The concept of academism has now gained additional meaning and has come to be used to describe the work of artists who have a systematic education in the field of visual arts and classical skills in creating works of high technical level. The term "academicism" now often refers to the description of the construction of composition and performance technique, and not to the plot of a work of art.

In recent years, interest in academic painting of the 19th century and its development in the 20th century has increased in Western Europe and the United States. Modern interpretations of academicism are present in the work of such Russian artists as Ilya Glazunov, Alexander Shilov, Nikolai Anokhin, Sergei Smirnov, Ilya Kaverznev and Nikolai Tretyakov.

Academic artists:

  • Jean Ingres
  • Paul Delaroche
  • Alexander Cabanel
  • William Bouguereau
  • Jean Gerome
  • Jules Bastien-Lepage
  • Hans Makart
  • Mark Glair
  • Fedor Bruni
  • Karl Bryullov
  • Alexander Ivanov
  • Timofey Neff
  • Konstantin Makovsky
  • Henryk Semiradsky

Classes in the direction of "Academic painting" - a set of lessons for the study of classical methods of painting and drawing. In fact, these are drawing lessons for adults from scratch. The course program examines in detail the key points in drawing and painting - chiaroscuro, linear and aerial perspective, the basic principles of drawing a portrait, the basics of plastic anatomy, the basics of creating a picture (as an independent work). Also in the classroom in the direction of " academic painting» You will learn how to work with pencil, charcoal, sanguine, take watercolor lessons, learn how to draw with acrylic and oil paints.

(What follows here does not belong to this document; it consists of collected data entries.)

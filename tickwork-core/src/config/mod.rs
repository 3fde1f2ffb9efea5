//! Board configuration types
//!
//! Describes one board: CPU clock, delay prescaler, LED pins and the
//! button. The firmware build script reads these from `board.toml` (with
//! the `serde` feature), validates them and bakes the result into
//! constants, so nothing here is parsed at run time on the target.

pub mod board;
pub mod pins;

pub use board::*;
pub use pins::*;

use core::fmt;

use crate::dio::{DioError, Pin};
use crate::timer::TimerError;

/// Errors from board configuration
#[derive(Debug, Clone, Copy, PartialEq, Eq)]
#[cfg_attr(feature = "defmt", derive(defmt::Format))]
pub enum ConfigError {
    /// Pin string not of the form `PA0` / `!PA0`
    InvalidPinSyntax,
    /// Pin string naming a port or index the chip lacks
    Pin(DioError),
    /// Clock setup that cannot be calibrated
    Timer(TimerError),
    /// No LED pins configured
    NoLeds,
    /// More LEDs than [`MAX_LEDS`]
    TooManyLeds(usize),
    /// Same pin assigned twice
    DuplicatePin(Pin),
    /// Debounce interval above [`MAX_DEBOUNCE_MS`]
    DebounceTooLong(u16),
}

impl From<DioError> for ConfigError {
    fn from(err: DioError) -> Self {
        ConfigError::Pin(err)
    }
}

impl From<TimerError> for ConfigError {
    fn from(err: TimerError) -> Self {
        ConfigError::Timer(err)
    }
}

impl fmt::Display for ConfigError {
    fn fmt(&self, f: &mut fmt::Formatter<'_>) -> fmt::Result {
        match self {
            ConfigError::InvalidPinSyntax => {
                write!(f, "pin must look like \"PA0\" or \"!PA0\"")
            }
            ConfigError::Pin(err) => write!(f, "invalid pin: {:?}", err),
            ConfigError::Timer(err) => write!(f, "invalid timer setup: {:?}", err),
            ConfigError::NoLeds => write!(f, "at least one LED pin is required"),
            ConfigError::TooManyLeds(n) => {
                write!(f, "{} LEDs configured, at most {} supported", n, MAX_LEDS)
            }
            ConfigError::DuplicatePin(pin) => write!(f, "pin {} is assigned twice", pin),
            ConfigError::DebounceTooLong(ms) => write!(
                f,
                "debounce of {} ms exceeds the {} ms limit",
                ms, MAX_DEBOUNCE_MS
            ),
        }
    }
}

drawings of students of the studio

The system of lessons is built on the principle of a general education system in classical art universities, adjusted for modern realities and a short time of study - 6-8 months (the minimum course in an art school is 4 years, in a university - 5 years).


drawings of students of the studio

Such a course is suitable for a person who wants to seriously devote himself to the fine arts or to prepare for exams in art universities (KISI, KNUTD, NAOMA, LNAM, Boychuk KDIDPMD). These universities have courses for applicants that promise you a guaranteed admission. It is assumed that teachers teach the relevant disciplines in these universities and can best prepare the applicant for the requirements of their university. However, the disadvantage of these courses is the large number of applicants with varying degrees of training, which greatly complicates teaching. Also, courses at art institutes do not have a specific teaching system aimed at teaching a person “from scratch”.

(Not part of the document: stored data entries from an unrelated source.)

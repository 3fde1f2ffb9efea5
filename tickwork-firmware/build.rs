//! Build script for tickwork-firmware
//!
//! - Validates board.toml at compile time
//! - Generates `board_config.rs` with the board as Rust constants

use std::env;
use std::fmt::Write as _;
use std::fs;
use std::path::{Path, PathBuf};

use tickwork_core::config::{BoardConfig, PinConfig};

fn main() {
    println!("cargo:rerun-if-changed=build.rs");

    let board = load_board();
    generate_constants(&board);
}

/// Read, parse and validate board.toml
fn load_board() -> BoardConfig {
    println!("cargo:rerun-if-changed=board.toml");

    let config_path = Path::new("board.toml");

    if !config_path.exists() {
        fail(
            "board.toml not found!",
            "The firmware requires a board.toml description file.\n\
             Please create one in the tickwork-firmware directory.",
        );
    }

    let config_content = match fs::read_to_string(config_path) {
        Ok(content) => content,
        Err(e) => fail("Failed to read board.toml", &e.to_string()),
    };

    let board: BoardConfig = match toml::from_str(&config_content) {
        Ok(board) => board,
        Err(e) => fail("Invalid board.toml", &e.to_string()),
    };

    if let Err(e) = board.validate() {
        fail("board.toml failed validation", &e.to_string());
    }

    println!("cargo:warning=board.toml validated successfully");
    board
}

/// Abort the build with `title` and `detail` framed in a box
fn fail(title: &str, detail: &str) -> ! {
    const RULE: &str = "══════════════════════════════════════════════════════════════════";

    let mut out = String::from("\n");
    writeln!(out, "╔{}╗", RULE).unwrap();
    writeln!(out, "{}", frame_line(&format!("ERROR: {}", title))).unwrap();
    writeln!(out, "╠{}╣", RULE).unwrap();
    for line in detail.lines() {
        writeln!(out, "{}", frame_line(line)).unwrap();
    }
    writeln!(out, "╚{}╝", RULE).unwrap();

    panic!("{}", out);
}

/// One line of the box, truncated to fit
fn frame_line(line: &str) -> String {
    let truncated = if line.chars().count() > 64 {
        format!("{}...", line.chars().take(61).collect::<String>())
    } else {
        line.to_string()
    };
    format!("║  {:<64}║", truncated)
}

/// Write the board out as constants for `src/board.rs`
fn generate_constants(board: &BoardConfig) {
    let mut out = String::new();

    writeln!(out, "// Generated from board.toml by build.rs").unwrap();
    writeln!(
        out,
        "pub const CPU_FREQUENCY_HZ: u32 = {};",
        board.clock.cpu_frequency_hz
    )
    .unwrap();
    writeln!(
        out,
        "pub const PRESCALER: PrescalerMode = PrescalerMode::{:?};",
        board.timer.prescaler
    )
    .unwrap();
    writeln!(
        out,
        "pub const LEDS: [PinConfig; {}] = [{}];",
        board.leds.len(),
        board
            .leds
            .iter()
            .map(pin_expr)
            .collect::<Vec<_>>()
            .join(", ")
    )
    .unwrap();
    writeln!(
        out,
        "pub const BUTTON: ButtonConfig = ButtonConfig {{ pin: {}, debounce_ms: {} }};",
        pin_expr(&board.button.pin),
        board.button.debounce_ms
    )
    .unwrap();

    let out_dir = PathBuf::from(env::var("OUT_DIR").unwrap());
    fs::write(out_dir.join("board_config.rs"), out).unwrap();
}

fn pin_expr(config: &PinConfig) -> String {
    format!(
        "pin(PortId::{:?}, {}, {})",
        config.pin.port(),
        config.pin.index(),
        config.active_low
    )
}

The only real opportunity to learn from such courses is through the example of your peer. But, in fact, this is impossible if the key points in the basic knowledge of artistic literacy are missed. Usually, at such courses, the teacher does not bother to repeat the school truths, assuming that the applicant already has a secondary art education and the courses only need to “refresh” skills.

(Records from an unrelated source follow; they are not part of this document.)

//! 8-bit timer register layout and prescaler encodings
//!
//! The delay engine only needs four things from a timer: a control
//! register with a 3-bit clock-select field in bits 2:0, a free-running
//! 8-bit counter, and a status register holding an overflow flag that is
//! cleared by writing a one to it. How prescaler modes map onto the
//! clock-select field differs between chip families, so the mapping is a
//! [`PrescalerEncoding`] supplied by the chip HAL.

#[cfg(feature = "serde")]
use serde::{Deserialize, Serialize};

use crate::Register;

/// Number of counts between overflows of an 8-bit counter
pub const COUNTER_WIDTH: u16 = 256;

/// Mask of the clock-select field in the control register
pub const CLOCK_SELECT_MASK: u8 = 0b0000_0111;

/// Registers of one overflow-counting timer
#[derive(Debug, Clone, Copy, PartialEq, Eq)]
#[cfg_attr(feature = "defmt", derive(defmt::Format))]
pub struct TimerRegisters {
    /// Control register; clock select lives in bits 2:0
    pub control: Register,
    /// Counter register
    pub counter: Register,
    /// Interrupt flag register
    pub flags: Register,
    /// Bit of the overflow flag in `flags`
    pub overflow_flag: u8,
    /// Control bits that must be cleared for plain counting (waveform
    /// generation and compare output)
    pub normal_mode_mask: u8,
}

/// Clock source feeding the counter
#[derive(Debug, Clone, Copy, PartialEq, Eq, Hash)]
#[cfg_attr(feature = "defmt", derive(defmt::Format))]
#[cfg_attr(feature = "serde", derive(Serialize, Deserialize))]
#[cfg_attr(feature = "serde", serde(rename_all = "kebab-case"))]
pub enum PrescalerMode {
    /// No clock source, counter stopped
    Off,
    /// CPU clock
    Div1,
    /// CPU clock / 8
    Div8,
    /// CPU clock / 64
    Div64,
    /// CPU clock / 256
    Div256,
    /// CPU clock / 1024
    Div1024,
    /// External clock on the T0 pin, falling edge
    ExternalFalling,
    /// External clock on the T0 pin, rising edge
    ExternalRising,
}

impl PrescalerMode {
    /// Every mode, in table order
    pub const ALL: [PrescalerMode; 8] = [
        PrescalerMode::Off,
        PrescalerMode::Div1,
        PrescalerMode::Div8,
        PrescalerMode::Div64,
        PrescalerMode::Div256,
        PrescalerMode::Div1024,
        PrescalerMode::ExternalFalling,
        PrescalerMode::ExternalRising,
    ];

    /// CPU clock divisor, for modes clocked from the CPU
    pub const fn divisor(self) -> Option<u16> {
        match self {
            PrescalerMode::Div1 => Some(1),
            PrescalerMode::Div8 => Some(8),
            PrescalerMode::Div64 => Some(64),
            PrescalerMode::Div256 => Some(256),
            PrescalerMode::Div1024 => Some(1024),
            PrescalerMode::Off
            | PrescalerMode::ExternalFalling
            | PrescalerMode::ExternalRising => None,
        }
    }

    /// Mode for a raw divisor selector
    ///
    /// `0` means off; `1`, `8`, `64`, `256` and `1024` select the matching
    /// CPU divisor. Anything else is unrecognized.
    pub const fn from_divisor(divisor: u16) -> Option<Self> {
        match divisor {
            0 => Some(PrescalerMode::Off),
            1 => Some(PrescalerMode::Div1),
            8 => Some(PrescalerMode::Div8),
            64 => Some(PrescalerMode::Div64),
            256 => Some(PrescalerMode::Div256),
            1024 => Some(PrescalerMode::Div1024),
            _ => None,
        }
    }

    /// Position of the mode in [`PrescalerMode::ALL`]
    pub const fn index(self) -> usize {
        match self {
            PrescalerMode::Off => 0,
            PrescalerMode::Div1 => 1,
            PrescalerMode::Div8 => 2,
            PrescalerMode::Div64 => 3,
            PrescalerMode::Div256 => 4,
            PrescalerMode::Div1024 => 5,
            PrescalerMode::ExternalFalling => 6,
            PrescalerMode::ExternalRising => 7,
        }
    }
}

/// Mapping from prescaler mode to clock-select field value
///
/// Implementations must be total and injective: every mode gets its own
/// field value in 0..=7.
pub trait PrescalerEncoding {
    /// Clock-select field value for `mode`
    fn field(&self, mode: PrescalerMode) -> u8;

    /// Mode selected by a clock-select field value, if any
    fn mode(&self, field: u8) -> Option<PrescalerMode> {
        PrescalerMode::ALL
            .iter()
            .copied()
            .find(|&mode| self.field(mode) == field & CLOCK_SELECT_MASK)
    }
}

/// Why an encoding table was rejected
#[derive(Debug, Clone, Copy, PartialEq, Eq)]
#[cfg_attr(feature = "defmt", derive(defmt::Format))]
pub enum EncodingError {
    /// Field value does not fit the 3-bit clock-select field
    FieldOutOfRange(PrescalerMode),
    /// Two modes share one field value
    Duplicate(PrescalerMode, PrescalerMode),
}

/// Encoding backed by a lookup table in [`PrescalerMode::ALL`] order
///
/// Used for chip families whose clock-select layout is only known from
/// configuration.
#[derive(Debug, Clone, Copy, PartialEq, Eq)]
#[cfg_attr(feature = "defmt", derive(defmt::Format))]
pub struct TableEncoding {
    fields: [u8; 8],
}

impl TableEncoding {
    /// Validate and wrap a table
    pub const fn new(fields: [u8; 8]) -> Result<Self, EncodingError> {
        let mut i = 0;
        while i < fields.len() {
            if fields[i] > CLOCK_SELECT_MASK {
                return Err(EncodingError::FieldOutOfRange(PrescalerMode::ALL[i]));
            }
            let mut j = i + 1;
            while j < fields.len() {
                if fields[i] == fields[j] {
                    return Err(EncodingError::Duplicate(
                        PrescalerMode::ALL[i],
                        PrescalerMode::ALL[j],
                    ));
                }
                j += 1;
            }
            i += 1;
        }
        Ok(Self { fields })
    }
}

impl PrescalerEncoding for TableEncoding {
    fn field(&self, mode: PrescalerMode) -> u8 {
        self.fields[mode.index()]
    }
}

impl<E: PrescalerEncoding + ?Sized> PrescalerEncoding for &E {
    fn field(&self, mode: PrescalerMode) -> u8 {
        (**self).field(mode)
    }
}

#[cfg(test)]
mod tests {
    use super::*;

    #[test]
    fn test_divisor_roundtrip() {
        for mode in PrescalerMode::ALL {
            if let Some(divisor) = mode.divisor() {
                assert_eq!(PrescalerMode::from_divisor(divisor), Some(mode));
            }
        }
        assert_eq!(PrescalerMode::from_divisor(0), Some(PrescalerMode::Off));
        assert_eq!(PrescalerMode::from_divisor(11), None);
        assert_eq!(PrescalerMode::from_divisor(128), None);
    }

    #[test]
    fn test_index_matches_table_order() {
        for (i, mode) in PrescalerMode::ALL.iter().enumerate() {
            assert_eq!(mode.index(), i);
        }
    }

    #[test]
    fn test_table_encoding_accepts_permutation() {
        let encoding = TableEncoding::new([0, 1, 2, 3, 4, 5, 6, 7]).unwrap();
        assert_eq!(encoding.field(PrescalerMode::Div256), 4);
        assert_eq!(encoding.mode(5), Some(PrescalerMode::Div1024));
        // Bits above the field are ignored when decoding
        assert_eq!(encoding.mode(0b1111_1011), Some(PrescalerMode::Div64));
    }

    #[test]
    fn test_table_encoding_rejects_duplicates() {
        // DIV1024 and EXT_RISING both on 0b111
        let result = TableEncoding::new([0, 1, 2, 3, 5, 7, 6, 7]);
        assert_eq!(
            result,
            Err(EncodingError::Duplicate(
                PrescalerMode::Div1024,
                PrescalerMode::ExternalRising
            ))
        );
    }

    #[test]
    fn test_table_encoding_rejects_wide_field() {
        let result = TableEncoding::new([0, 1, 2, 3, 4, 5, 6, 8]);
        assert_eq!(
            result,
            Err(EncodingError::FieldOutOfRange(PrescalerMode::ExternalRising))
        );
    }
}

At the drawing courses in Kyiv from "Artstatus" work is carried out in a small group of 3-4 people. This allows an individual approach to each student. Our teachers, unlike the teachers of most art courses, are practicing artists and can help in solving the difficulties that have arisen, explaining what is called “on the fingers”.

Similar programs for academic painting”, the study of techniques and techniques in drawing is available in many private studios. But before starting classes, we recommend that you familiarize yourself with the drawings of teachers - as a rule, they are either too “creative” and “modern”, or the teacher drew for the last time at an art institute (this can be seen from the plots of the paintings - the works are educational tasks). By the way, do not forget to also familiarize yourself with the diploma and teaching experience of the teacher.

student work

If you make a choice in favor of "Artstatus", we will help you to thoroughly study the basics of painting and help you realize your talent. Let's learn and work together!